Exercise brief: The answer must be every line from the entries below that includes "CompareWells".

┄┄┄┄┄┄┄┄┄┄

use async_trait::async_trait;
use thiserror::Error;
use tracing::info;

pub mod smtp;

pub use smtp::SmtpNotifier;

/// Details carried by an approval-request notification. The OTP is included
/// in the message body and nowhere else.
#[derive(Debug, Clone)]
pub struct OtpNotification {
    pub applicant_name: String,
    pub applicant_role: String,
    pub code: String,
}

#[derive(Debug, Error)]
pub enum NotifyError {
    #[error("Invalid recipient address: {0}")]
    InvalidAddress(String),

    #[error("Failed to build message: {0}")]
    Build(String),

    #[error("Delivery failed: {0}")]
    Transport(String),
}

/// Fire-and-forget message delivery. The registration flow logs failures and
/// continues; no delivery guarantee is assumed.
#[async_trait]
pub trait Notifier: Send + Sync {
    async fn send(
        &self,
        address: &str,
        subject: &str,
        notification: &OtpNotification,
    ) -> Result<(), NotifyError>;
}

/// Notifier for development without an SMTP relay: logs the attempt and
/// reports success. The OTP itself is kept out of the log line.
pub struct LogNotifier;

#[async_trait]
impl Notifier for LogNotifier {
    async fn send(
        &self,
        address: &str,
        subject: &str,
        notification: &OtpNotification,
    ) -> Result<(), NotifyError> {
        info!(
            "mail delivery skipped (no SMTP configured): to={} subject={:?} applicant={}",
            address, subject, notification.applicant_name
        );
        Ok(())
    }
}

┄┄┄┄┄┄┄┄┄┄

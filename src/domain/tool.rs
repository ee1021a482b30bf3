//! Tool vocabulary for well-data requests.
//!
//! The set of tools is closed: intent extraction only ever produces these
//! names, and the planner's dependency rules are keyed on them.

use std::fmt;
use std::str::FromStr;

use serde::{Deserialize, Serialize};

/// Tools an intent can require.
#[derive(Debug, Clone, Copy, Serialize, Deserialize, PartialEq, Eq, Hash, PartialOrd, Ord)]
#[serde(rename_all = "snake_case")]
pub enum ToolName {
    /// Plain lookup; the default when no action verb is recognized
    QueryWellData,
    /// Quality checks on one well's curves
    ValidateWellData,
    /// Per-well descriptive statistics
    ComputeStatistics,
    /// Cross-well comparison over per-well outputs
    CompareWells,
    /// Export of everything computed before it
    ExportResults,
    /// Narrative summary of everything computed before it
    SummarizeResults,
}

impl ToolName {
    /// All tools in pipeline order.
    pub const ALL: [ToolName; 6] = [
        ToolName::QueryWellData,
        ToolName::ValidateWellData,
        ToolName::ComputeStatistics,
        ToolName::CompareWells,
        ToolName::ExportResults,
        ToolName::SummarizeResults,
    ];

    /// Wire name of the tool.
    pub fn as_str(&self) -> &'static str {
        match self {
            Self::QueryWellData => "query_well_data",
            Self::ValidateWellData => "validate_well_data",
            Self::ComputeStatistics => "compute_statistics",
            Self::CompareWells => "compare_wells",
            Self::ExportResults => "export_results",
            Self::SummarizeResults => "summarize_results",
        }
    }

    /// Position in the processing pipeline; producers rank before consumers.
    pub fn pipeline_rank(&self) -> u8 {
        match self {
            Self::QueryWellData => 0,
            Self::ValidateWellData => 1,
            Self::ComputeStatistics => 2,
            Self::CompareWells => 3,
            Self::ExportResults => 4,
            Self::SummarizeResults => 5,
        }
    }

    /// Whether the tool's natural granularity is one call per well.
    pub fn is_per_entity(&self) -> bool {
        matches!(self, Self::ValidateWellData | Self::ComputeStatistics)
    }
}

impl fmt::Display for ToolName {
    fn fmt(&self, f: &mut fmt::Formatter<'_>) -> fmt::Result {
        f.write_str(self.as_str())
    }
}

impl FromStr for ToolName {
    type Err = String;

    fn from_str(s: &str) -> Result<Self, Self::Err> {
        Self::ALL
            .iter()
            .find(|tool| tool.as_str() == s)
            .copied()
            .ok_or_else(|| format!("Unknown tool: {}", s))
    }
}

┄┄┄┄┄┄┄┄┄┄

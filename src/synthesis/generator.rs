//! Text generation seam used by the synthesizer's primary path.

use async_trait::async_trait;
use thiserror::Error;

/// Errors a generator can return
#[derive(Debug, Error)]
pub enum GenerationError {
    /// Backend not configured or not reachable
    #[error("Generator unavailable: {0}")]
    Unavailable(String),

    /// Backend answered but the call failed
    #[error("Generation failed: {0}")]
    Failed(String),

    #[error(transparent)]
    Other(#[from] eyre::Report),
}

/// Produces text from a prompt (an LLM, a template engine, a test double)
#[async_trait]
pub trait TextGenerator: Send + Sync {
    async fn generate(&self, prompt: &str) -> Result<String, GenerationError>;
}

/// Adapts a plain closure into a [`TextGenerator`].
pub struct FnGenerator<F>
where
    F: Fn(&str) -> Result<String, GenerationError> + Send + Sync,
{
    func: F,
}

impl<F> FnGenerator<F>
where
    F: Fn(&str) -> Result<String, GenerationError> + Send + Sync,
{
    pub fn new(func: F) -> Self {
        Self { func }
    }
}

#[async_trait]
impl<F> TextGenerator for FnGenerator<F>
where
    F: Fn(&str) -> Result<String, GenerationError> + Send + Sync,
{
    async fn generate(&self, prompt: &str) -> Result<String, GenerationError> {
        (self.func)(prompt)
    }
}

┄┄┄┄┄┄┄┄┄┄

Exercise response:
    CompareWells,
        ToolName::CompareWells,
            Self::CompareWells => "compare_wells",
            Self::CompareWells => 3,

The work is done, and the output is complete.